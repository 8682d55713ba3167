//! [`LibraryBuilder`] for on-disk library package fixtures.
//!
//! Builds a directory tree with a `library.json` manifest, optional
//! inference and singer sub-manifests, and asset placeholder files, ready
//! to be opened through an
//! [`Environment`](vox_loader::Environment).

use std::fs;
use std::path::{Path, PathBuf};

use serde_json::{Map, Value, json};

use vox_loader::MANIFEST_FILENAME;

/// Fluent builder writing one library package directory.
///
/// # Example
///
/// ```rust,no_run
/// use vox_testkit::library::LibraryBuilder;
///
/// let dir = tempfile::tempdir().unwrap();
/// let lib = LibraryBuilder::new("some-voice", "1.2")
///     .compat_version("1.0")
///     .dependency("dsptools[0.4]")
///     .inference("acoustic", "svs.AcousticInference", 1)
///     .singer("stella", &["acoustic"])
///     .write(dir.path());
/// assert!(lib.join("library.json").is_file());
/// ```
pub struct LibraryBuilder {
    id: String,
    version: String,
    compat_version: Option<String>,
    dependencies: Vec<Value>,
    inferences: Vec<Value>,
    singers: Vec<Value>,
    /// Extra files written relative to the library dir.
    files: Vec<(String, String)>,
}

impl LibraryBuilder {
    pub fn new(id: impl Into<String>, version: impl Into<String>) -> Self {
        Self {
            id: id.into(),
            version: version.into(),
            compat_version: None,
            dependencies: Vec::new(),
            inferences: Vec::new(),
            singers: Vec::new(),
            files: Vec::new(),
        }
    }

    pub fn compat_version(mut self, version: impl Into<String>) -> Self {
        self.compat_version = Some(version.into());
        self
    }

    /// Add a compact dependency declaration, e.g. `"base[1.0]"`.
    pub fn dependency(mut self, spec: &str) -> Self {
        self.dependencies.push(json!(spec));
        self
    }

    /// Add an optional dependency by id.
    pub fn optional_dependency(mut self, id: &str) -> Self {
        self.dependencies.push(json!({ "id": id, "required": false }));
        self
    }

    /// Contribute an inference extension, writing its sub-manifest at
    /// `<id>.json`.
    pub fn inference(mut self, id: &str, class: &str, level: u32) -> Self {
        let sub_path = format!("{id}.json");
        self.inferences.push(json!({ "id": id, "class": class, "path": sub_path }));
        self.files.push((
            format!("{id}.json"),
            json!({ "name": id, "level": level, "schema": {} }).to_string(),
        ));
        self
    }

    /// Contribute a singer extension importing `imports` by bare sibling id,
    /// writing its sub-manifest at `<id>/singer.json`.
    pub fn singer(mut self, id: &str, imports: &[&str]) -> Self {
        let sub_path = format!("{id}/singer.json");
        self.singers.push(json!({ "id": id, "path": sub_path }));
        self.files.push((
            sub_path,
            json!({ "name": id, "imports": imports }).to_string(),
        ));
        self
    }

    /// Write an extra file relative to the library directory.
    pub fn file(mut self, rel_path: impl Into<String>, content: impl Into<String>) -> Self {
        self.files.push((rel_path.into(), content.into()));
        self
    }

    /// Write the package under `root/<id>-<version>` and return its path.
    pub fn write(self, root: &Path) -> PathBuf {
        let dir_name = format!("{}-{}", self.id, self.version);
        self.write_as(root, &dir_name)
    }

    /// Write the package under `root/<dir_name>` and return its path.
    pub fn write_as(self, root: &Path, dir_name: &str) -> PathBuf {
        let dir = root.join(dir_name);
        fs::create_dir_all(&dir).expect("LibraryBuilder: failed to create library dir");

        let mut manifest = Map::new();
        manifest.insert("id".into(), json!(self.id));
        manifest.insert("version".into(), json!(self.version));
        if let Some(compat) = &self.compat_version {
            manifest.insert("compatVersion".into(), json!(compat));
        }
        if !self.dependencies.is_empty() {
            manifest.insert("dependencies".into(), Value::Array(self.dependencies));
        }
        let mut contributes = Map::new();
        if !self.inferences.is_empty() {
            contributes.insert("inferences".into(), Value::Array(self.inferences));
        }
        if !self.singers.is_empty() {
            contributes.insert("singers".into(), Value::Array(self.singers));
        }
        if !contributes.is_empty() {
            manifest.insert("contributes".into(), Value::Object(contributes));
        }

        fs::write(
            dir.join(MANIFEST_FILENAME),
            serde_json::to_string_pretty(&Value::Object(manifest))
                .expect("LibraryBuilder: manifest serialization failed"),
        )
        .expect("LibraryBuilder: failed to write manifest");

        for (rel_path, content) in self.files {
            let path = dir.join(rel_path);
            if let Some(parent) = path.parent() {
                fs::create_dir_all(parent).expect("LibraryBuilder: failed to create sub dir");
            }
            fs::write(path, content).expect("LibraryBuilder: failed to write file");
        }
        dir
    }
}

* * * * *

** WHAT THE EXERCISE ASKS **
Would you please copy every line of the data exactly?

** EXERCISE RESPONSE **
repository 8682d55713ba3167
//! [`LibraryBuilder`] for on-disk library package fixtures.
//!
//! Builds a directory tree with a `library.json` manifest, optional
//! inference and singer sub-manifests, and asset placeholder files, ready
//! to be opened through an
//! [`Environment`](vox_loader::Environment).

use std::fs;
use std::path::{Path, PathBuf};

use serde_json::{Map, Value, json};

use vox_loader::MANIFEST_FILENAME;

/// Fluent builder writing one library package directory.
///
/// # Example
///
/// ```rust,no_run
/// use vox_testkit::library::LibraryBuilder;
///
/// let dir = tempfile::tempdir().unwrap();
/// let lib = LibraryBuilder::new("some-voice", "1.2")
///     .compat_version("1.0")
///     .dependency("dsptools[0.4]")
///     .inference("acoustic", "svs.AcousticInference", 1)
///     .singer("stella", &["acoustic"])
///     .write(dir.path());
/// assert!(lib.join("library.json").is_file());
/// ```
pub struct LibraryBuilder {
    id: String,
    version: String,
    compat_version: Option<String>,
    dependencies: Vec<Value>,
    inferences: Vec<Value>,
    singers: Vec<Value>,
    /// Extra files written relative to the library dir.
    files: Vec<(String, String)>,
}

impl LibraryBuilder {
    pub fn new(id: impl Into<String>, version: impl Into<String>) -> Self {
        Self {
            id: id.into(),
            version: version.into(),
            compat_version: None,
            dependencies: Vec::new(),
            inferences: Vec::new(),
            singers: Vec::new(),
            files: Vec::new(),
        }
    }

    pub fn compat_version(mut self, version: impl Into<String>) -> Self {
        self.compat_version = Some(version.into());
        self
    }

    /// Add a compact dependency declaration, e.g. `"base[1.0]"`.
    pub fn dependency(mut self, spec: &str) -> Self {
        self.dependencies.push(json!(spec));
        self
    }

    /// Add an optional dependency by id.
    pub fn optional_dependency(mut self, id: &str) -> Self {
        self.dependencies.push(json!({ "id": id, "required": false }));
        self
    }

    /// Contribute an inference extension, writing its sub-manifest at
    /// `<id>.json`.
    pub fn inference(mut self, id: &str, class: &str, level: u32) -> Self {
        let sub_path = format!("{id}.json");
        self.inferences.push(json!({ "id": id, "class": class, "path": sub_path }));
        self.files.push((
            format!("{id}.json"),
            json!({ "name": id, "level": level, "schema": {} }).to_string(),
        ));
        self
    }

    /// Contribute a singer extension importing `imports` by bare sibling id,
    /// writing its sub-manifest at `<id>/singer.json`.
    pub fn singer(mut self, id: &str, imports: &[&str]) -> Self {
        let sub_path = format!("{id}/singer.json");
        self.singers.push(json!({ "id": id, "path": sub_path }));
        self.files.push((
            sub_path,
            json!({ "name": id, "imports": imports }).to_string(),
        ));
        self
    }

    /// Write an extra file relative to the library directory.
    pub fn file(mut self, rel_path: impl Into<String>, content: impl Into<String>) -> Self {
        self.files.push((rel_path.into(), content.into()));
        self
    }

    /// Write the package under `root/<id>-<version>` and return its path.
    pub fn write(self, root: &Path) -> PathBuf {
        let dir_name = format!("{}-{}", self.id, self.version);
        self.write_as(root, &dir_name)
    }

    /// Write the package under `root/<dir_name>` and return its path.
    pub fn write_as(self, root: &Path, dir_name: &str) -> PathBuf {
        let dir = root.join(dir_name);
        fs::create_dir_all(&dir).expect("LibraryBuilder: failed to create library dir");

        let mut manifest = Map::new();
        manifest.insert("id".into(), json!(self.id));
        manifest.insert("version".into(), json!(self.version));
        if let Some(compat) = &self.compat_version {
            manifest.insert("compatVersion".into(), json!(compat));
        }
        if !self.dependencies.is_empty() {
            manifest.insert("dependencies".into(), Value::Array(self.dependencies));
        }
        let mut contributes = Map::new();
        if !self.inferences.is_empty() {
            contributes.insert("inferences".into(), Value::Array(self.inferences));
        }
        if !self.singers.is_empty() {
            contributes.insert("singers".into(), Value::Array(self.singers));
        }
        if !contributes.is_empty() {
            manifest.insert("contributes".into(), Value::Object(contributes));
        }

        fs::write(
            dir.join(MANIFEST_FILENAME),
            serde_json::to_string_pretty(&Value::Object(manifest))
                .expect("LibraryBuilder: manifest serialization failed"),
        )
        .expect("LibraryBuilder: failed to write manifest");

        for (rel_path, content) in self.files {
            let path = dir.join(rel_path);
            if let Some(parent) = path.parent() {
                fs::create_dir_all(parent).expect("LibraryBuilder: failed to create sub dir");
            }
            fs::write(path, content).expect("LibraryBuilder: failed to write file");
        }
        dir
    }
}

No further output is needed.